Directions for this task:
For this exercise, output the line containing "template placeholders only" and every line after it through the end of the records, exactly, and no other line.

[Stored items]
=== Begin Enclosure ===
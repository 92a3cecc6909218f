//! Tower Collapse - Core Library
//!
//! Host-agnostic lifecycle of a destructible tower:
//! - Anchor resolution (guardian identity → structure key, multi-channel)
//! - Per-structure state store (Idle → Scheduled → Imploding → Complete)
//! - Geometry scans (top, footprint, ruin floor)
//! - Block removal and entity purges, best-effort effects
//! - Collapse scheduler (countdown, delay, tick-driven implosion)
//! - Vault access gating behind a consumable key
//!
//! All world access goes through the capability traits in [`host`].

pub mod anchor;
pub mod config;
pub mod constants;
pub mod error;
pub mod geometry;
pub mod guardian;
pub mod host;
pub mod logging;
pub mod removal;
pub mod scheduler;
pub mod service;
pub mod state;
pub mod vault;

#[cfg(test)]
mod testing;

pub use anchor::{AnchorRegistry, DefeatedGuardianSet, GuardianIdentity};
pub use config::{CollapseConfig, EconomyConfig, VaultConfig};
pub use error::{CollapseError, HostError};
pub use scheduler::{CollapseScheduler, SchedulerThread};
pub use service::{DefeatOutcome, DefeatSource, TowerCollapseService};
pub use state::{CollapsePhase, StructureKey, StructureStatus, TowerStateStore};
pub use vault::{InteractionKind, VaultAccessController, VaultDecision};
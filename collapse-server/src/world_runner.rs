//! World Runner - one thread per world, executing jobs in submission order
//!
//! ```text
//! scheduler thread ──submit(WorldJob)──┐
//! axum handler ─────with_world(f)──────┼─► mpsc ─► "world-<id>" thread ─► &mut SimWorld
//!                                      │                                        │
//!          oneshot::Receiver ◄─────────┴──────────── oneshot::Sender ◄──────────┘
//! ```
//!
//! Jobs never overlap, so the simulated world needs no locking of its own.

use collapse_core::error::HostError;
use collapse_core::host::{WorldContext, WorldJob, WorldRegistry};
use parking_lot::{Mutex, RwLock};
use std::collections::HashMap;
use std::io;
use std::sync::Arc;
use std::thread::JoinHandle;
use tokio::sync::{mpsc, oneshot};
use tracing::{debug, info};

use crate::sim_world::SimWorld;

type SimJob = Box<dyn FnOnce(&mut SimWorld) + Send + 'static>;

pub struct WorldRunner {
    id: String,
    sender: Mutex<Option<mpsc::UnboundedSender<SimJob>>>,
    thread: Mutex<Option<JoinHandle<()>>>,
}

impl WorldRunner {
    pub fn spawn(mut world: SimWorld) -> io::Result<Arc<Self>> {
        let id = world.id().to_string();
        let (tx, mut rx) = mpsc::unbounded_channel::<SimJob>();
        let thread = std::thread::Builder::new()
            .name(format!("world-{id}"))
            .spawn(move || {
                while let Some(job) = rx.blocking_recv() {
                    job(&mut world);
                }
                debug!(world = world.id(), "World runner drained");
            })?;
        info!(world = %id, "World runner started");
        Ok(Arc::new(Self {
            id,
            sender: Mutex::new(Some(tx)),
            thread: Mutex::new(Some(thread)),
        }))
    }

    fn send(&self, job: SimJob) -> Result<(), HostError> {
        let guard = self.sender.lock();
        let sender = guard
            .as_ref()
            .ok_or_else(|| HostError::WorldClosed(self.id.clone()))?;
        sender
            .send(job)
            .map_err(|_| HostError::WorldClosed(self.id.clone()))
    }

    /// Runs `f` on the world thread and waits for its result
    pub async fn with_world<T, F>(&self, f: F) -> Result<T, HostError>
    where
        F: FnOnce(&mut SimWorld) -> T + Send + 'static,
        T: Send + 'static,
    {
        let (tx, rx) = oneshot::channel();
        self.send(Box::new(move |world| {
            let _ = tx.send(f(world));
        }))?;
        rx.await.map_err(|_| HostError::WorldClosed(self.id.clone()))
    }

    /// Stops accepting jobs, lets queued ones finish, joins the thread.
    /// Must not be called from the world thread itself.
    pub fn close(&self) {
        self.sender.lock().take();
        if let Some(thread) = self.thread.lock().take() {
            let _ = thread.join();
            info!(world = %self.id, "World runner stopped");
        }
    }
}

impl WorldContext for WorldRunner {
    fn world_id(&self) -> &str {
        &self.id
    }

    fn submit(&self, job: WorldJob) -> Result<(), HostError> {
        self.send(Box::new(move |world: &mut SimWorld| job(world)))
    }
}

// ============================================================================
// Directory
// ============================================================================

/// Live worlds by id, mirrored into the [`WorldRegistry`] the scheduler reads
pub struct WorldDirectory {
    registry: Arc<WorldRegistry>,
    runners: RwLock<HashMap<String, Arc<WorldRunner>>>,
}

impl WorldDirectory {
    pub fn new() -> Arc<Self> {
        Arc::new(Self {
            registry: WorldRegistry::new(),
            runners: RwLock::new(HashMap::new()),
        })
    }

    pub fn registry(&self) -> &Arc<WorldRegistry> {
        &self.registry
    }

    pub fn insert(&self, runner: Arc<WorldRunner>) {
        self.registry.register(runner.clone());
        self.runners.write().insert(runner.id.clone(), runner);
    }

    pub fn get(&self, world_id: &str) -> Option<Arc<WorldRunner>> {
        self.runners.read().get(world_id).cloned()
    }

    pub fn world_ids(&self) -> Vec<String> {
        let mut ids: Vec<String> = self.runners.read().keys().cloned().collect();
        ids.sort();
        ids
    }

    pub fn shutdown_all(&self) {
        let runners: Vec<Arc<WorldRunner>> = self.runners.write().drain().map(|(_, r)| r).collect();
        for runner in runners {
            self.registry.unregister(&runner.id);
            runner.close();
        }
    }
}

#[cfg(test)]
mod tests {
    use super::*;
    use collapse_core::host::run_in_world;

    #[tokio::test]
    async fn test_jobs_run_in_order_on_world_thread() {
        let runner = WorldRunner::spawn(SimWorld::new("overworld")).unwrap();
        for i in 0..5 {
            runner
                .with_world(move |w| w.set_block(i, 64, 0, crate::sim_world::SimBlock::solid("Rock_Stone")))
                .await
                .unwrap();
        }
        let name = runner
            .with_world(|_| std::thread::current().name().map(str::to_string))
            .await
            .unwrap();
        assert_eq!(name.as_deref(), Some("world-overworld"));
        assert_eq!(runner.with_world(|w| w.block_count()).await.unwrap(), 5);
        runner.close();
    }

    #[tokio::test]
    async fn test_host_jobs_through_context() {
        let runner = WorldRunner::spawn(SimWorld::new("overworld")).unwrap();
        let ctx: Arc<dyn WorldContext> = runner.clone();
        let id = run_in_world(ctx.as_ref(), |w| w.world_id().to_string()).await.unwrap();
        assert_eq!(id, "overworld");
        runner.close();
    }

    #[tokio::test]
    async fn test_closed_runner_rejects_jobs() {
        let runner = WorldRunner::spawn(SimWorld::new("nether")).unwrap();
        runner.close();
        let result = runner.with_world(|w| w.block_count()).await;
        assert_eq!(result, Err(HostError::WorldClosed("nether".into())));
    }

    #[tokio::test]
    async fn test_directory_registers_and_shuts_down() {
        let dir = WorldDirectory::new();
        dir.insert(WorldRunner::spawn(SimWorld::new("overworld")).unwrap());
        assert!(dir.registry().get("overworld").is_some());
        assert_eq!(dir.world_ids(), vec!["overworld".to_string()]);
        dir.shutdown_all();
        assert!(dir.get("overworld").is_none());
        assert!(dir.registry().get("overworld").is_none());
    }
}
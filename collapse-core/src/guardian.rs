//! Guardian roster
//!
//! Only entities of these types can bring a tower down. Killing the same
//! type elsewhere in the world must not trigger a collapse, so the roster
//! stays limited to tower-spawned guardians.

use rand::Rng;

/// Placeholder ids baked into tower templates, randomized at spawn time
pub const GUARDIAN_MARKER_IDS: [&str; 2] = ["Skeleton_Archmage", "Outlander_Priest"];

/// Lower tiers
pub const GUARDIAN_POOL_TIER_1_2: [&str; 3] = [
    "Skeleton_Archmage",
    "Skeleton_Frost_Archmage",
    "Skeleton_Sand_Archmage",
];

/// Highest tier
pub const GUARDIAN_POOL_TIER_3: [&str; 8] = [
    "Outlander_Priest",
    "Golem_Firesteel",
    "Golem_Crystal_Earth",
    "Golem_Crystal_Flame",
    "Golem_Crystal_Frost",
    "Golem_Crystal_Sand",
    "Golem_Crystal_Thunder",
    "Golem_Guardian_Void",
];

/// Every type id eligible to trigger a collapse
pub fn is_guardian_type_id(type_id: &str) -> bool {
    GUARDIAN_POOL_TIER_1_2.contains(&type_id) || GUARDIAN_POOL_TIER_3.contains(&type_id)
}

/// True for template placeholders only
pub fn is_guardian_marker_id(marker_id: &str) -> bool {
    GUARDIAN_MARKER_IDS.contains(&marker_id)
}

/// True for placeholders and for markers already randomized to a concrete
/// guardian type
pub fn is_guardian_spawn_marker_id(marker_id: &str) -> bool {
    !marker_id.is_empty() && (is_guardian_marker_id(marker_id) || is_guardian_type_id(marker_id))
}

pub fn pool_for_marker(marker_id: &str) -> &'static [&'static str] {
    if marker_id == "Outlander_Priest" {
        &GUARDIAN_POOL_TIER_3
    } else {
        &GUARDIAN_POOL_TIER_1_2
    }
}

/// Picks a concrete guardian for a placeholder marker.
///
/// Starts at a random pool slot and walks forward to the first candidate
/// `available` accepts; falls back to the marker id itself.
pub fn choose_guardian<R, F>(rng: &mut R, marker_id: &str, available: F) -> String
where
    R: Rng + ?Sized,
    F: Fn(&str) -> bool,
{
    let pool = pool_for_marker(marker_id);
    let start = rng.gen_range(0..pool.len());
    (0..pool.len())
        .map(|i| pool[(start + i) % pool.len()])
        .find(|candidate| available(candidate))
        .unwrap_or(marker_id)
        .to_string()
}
=== End Enclosure ===
Exercise solution:
/// True for template placeholders only
pub fn is_guardian_marker_id(marker_id: &str) -> bool {
    GUARDIAN_MARKER_IDS.contains(&marker_id)
}

/// True for placeholders and for markers already randomized to a concrete
/// guardian type
pub fn is_guardian_spawn_marker_id(marker_id: &str) -> bool {
    !marker_id.is_empty() && (is_guardian_marker_id(marker_id) || is_guardian_type_id(marker_id))
}

pub fn pool_for_marker(marker_id: &str) -> &'static [&'static str] {
    if marker_id == "Outlander_Priest" {
        &GUARDIAN_POOL_TIER_3
    } else {
        &GUARDIAN_POOL_TIER_1_2
    }
}

/// Picks a concrete guardian for a placeholder marker.
///
/// Starts at a random pool slot and walks forward to the first candidate
/// `available` accepts; falls back to the marker id itself.
pub fn choose_guardian<R, F>(rng: &mut R, marker_id: &str, available: F) -> String
where
    R: Rng + ?Sized,
    F: Fn(&str) -> bool,
{
    let pool = pool_for_marker(marker_id);
    let start = rng.gen_range(0..pool.len());
    (0..pool.len())
        .map(|i| pool[(start + i) % pool.len()])
        .find(|candidate| available(candidate))
        .unwrap_or(marker_id)
        .to_string()
}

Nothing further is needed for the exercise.